Fantasy Premier League has now become a staple of most football fan’s seasons

All football fans rue the day the football season finishes, and wonder what they will fill their time with over the summer months. The transfer window is occasionally exciting, especially when your team is involved, but nothing ever comes close to matching the excitement that comes with weekly fixtures. As the new season approaches, and the anticipation grows and grows, I always count the days until the new season begins with 3 major events: the premier league fixture release, pre-season tours, and fantasy football.

I sit on fixture release day and check the opening few games. The first results can set an entire campaign back a few notches, or propel the team into the new season with confidence; the run-in can be the difference between champions league and Europa league football, or between relegation and premier league survival. Meanwhile pre-season tours allow the club and the fans to assess the new players, the existing squad, and the management, giving everyone a first glimpse at a regenerated team that will dictate the happiness and heartache of the following 10 months.
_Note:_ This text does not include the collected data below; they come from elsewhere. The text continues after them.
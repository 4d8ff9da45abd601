//! # Logging Configuration Tests
//!
//! Tests for structured logging setup and configuration.

mod logging_config_tests {
    use logging::LoggingConfig;

    #[test]
    fn test_logging_config_defaults() {
        let config = LoggingConfig::default();
        assert_eq!(config.level, "info");
        assert_eq!(config.format, "json");
        assert_eq!(config.environment, "development");
    }

    #[test]
    fn test_config_serde_roundtrip() {
        let config = LoggingConfig {
            level: "debug".to_string(),
            format: "compact".to_string(),
            ..Default::default()
        };
        let json = serde_json::to_string(&config).unwrap();
        let parsed: LoggingConfig = serde_json::from_str(&json).unwrap();
        assert_eq!(parsed, config);
    }
}

mod request_id_tests {
    use logging::RequestId;

    #[test]
    fn test_request_id_uniqueness() {
        let id1 = RequestId::new();
        let id2 = RequestId::new();
        assert_ne!(id1.to_string(), id2.to_string());
    }

    #[test]
    fn test_request_id_header_validation() {
        assert!(RequestId::from_header("tooshort").is_none());
        assert!(RequestId::from_header("k192v2g4w3zq8h6j5k123456").is_some());
    }
}

mod tracing_subscriber_tests {
    #[test]
    fn test_tracing_setup() {
        // Initializing twice must not panic
        let _ = tracing_subscriber::fmt().with_test_writer().try_init();
        let _ = tracing_subscriber::fmt().with_test_writer().try_init();
    }
}
//! # CLI Migration Command
//!
//! Database migration handling for the Waypoint CLI.

use error::Result;
use migration::{Migrator, MigratorTrait as _};
use tracing::info;

use crate::commands::MigrateArgs;

/// Runs database migrations against the database named by the
/// `WAYPOINT_DATABASE_*` environment variables.
pub async fn migrate(args: MigrateArgs) -> Result<()> {
    info!(
        target: "migrate",
        dry_run = %args.dry_run,
        rollback = %args.rollback,
        "Running database migrations..."
    );

    let db = migration::db::connect_from_env().await?;

    if args.dry_run {
        let pending = Migrator::get_pending_migrations(&db).await?;
        info!(
            target: "migrate",
            pending_count = %pending.len(),
            "Pending migrations found"
        );
        for m in &pending {
            info!(target: "migrate", migration = %m.name(), "Would apply");
        }
        return Ok(());
    }

    if args.rollback {
        info!(target: "migrate", "Rolling back the last migration...");
        Migrator::down(&db, None).await?;
        info!(target: "migrate", "Rollback completed successfully");
        return Ok(());
    }

    Migrator::up(&db, None).await?;
    info!(target: "migrate", "Migrations completed successfully");
    Ok(())
}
Fantasy football, however, is completely controlled by the fan. Constructing my fantasy football team is one of the most agonisingly enjoyable experiences of my summer (it is surprising how often I use the term agonisingly enjoyable when referring to football!) It’s a difficult task to pick a squad of players from across the premier league to combine and score as many points as possible. I always feel self-doubt and worry that my team isn’t going to do well enough; I end up checking the players my friends have chosen to put in their team, and invariably think theirs look better, resulting in a complicated player jenga situation that causes more stress than it was worth.

Every season I follow the same pattern. I choose my goalkeepers (I always choose first XI keepers who play for mid-reaching teams, who I can interchange depending on weekly opponent). Then I choose my Liverpool players – this year Sturridge (my captain), Sterling, and Gerrard. Then I start to panic that I am running out of money, and start to hunt for deals and potential surprises. There is always a team which produces high-scorers that surprise you. Last year it was Southampton and the likes of Lallana, Lambert, Lovren, and Fonte (3 of whom I took a punt on at the beginning of the season) – has Ian Ayre been using his fantasy football team to complete the summer signings? I’ve gambled on Leicester this year for a couple of players, and filled in the rest.

Even now, one game weekend in, I think I have chosen a poor team. I want to make transfers and switch players in and out. It’s such a bizarre game. It means absolutely nothing, you don’t have as much control as you want, and you put a lot more time and effort into it than you say you will and know you should put in – a lot like following proper football. It adds stress to my life that I probably don’t need, until something more serious/time-consuming comes along, such as a dissertation (which scuppered my chances last year), when your team lays forgotten for weeks on end.

Despite this, I still look forward to seeing how I do week in week out. If Leicester beat Aston Villa, I will look to see who scored and who got an assist, and who was yellow or red-carded. When West Ham missed a penalty this weekend, I was more concerned about the player who took it than about the actual scoreline. It’s all part of the modern game.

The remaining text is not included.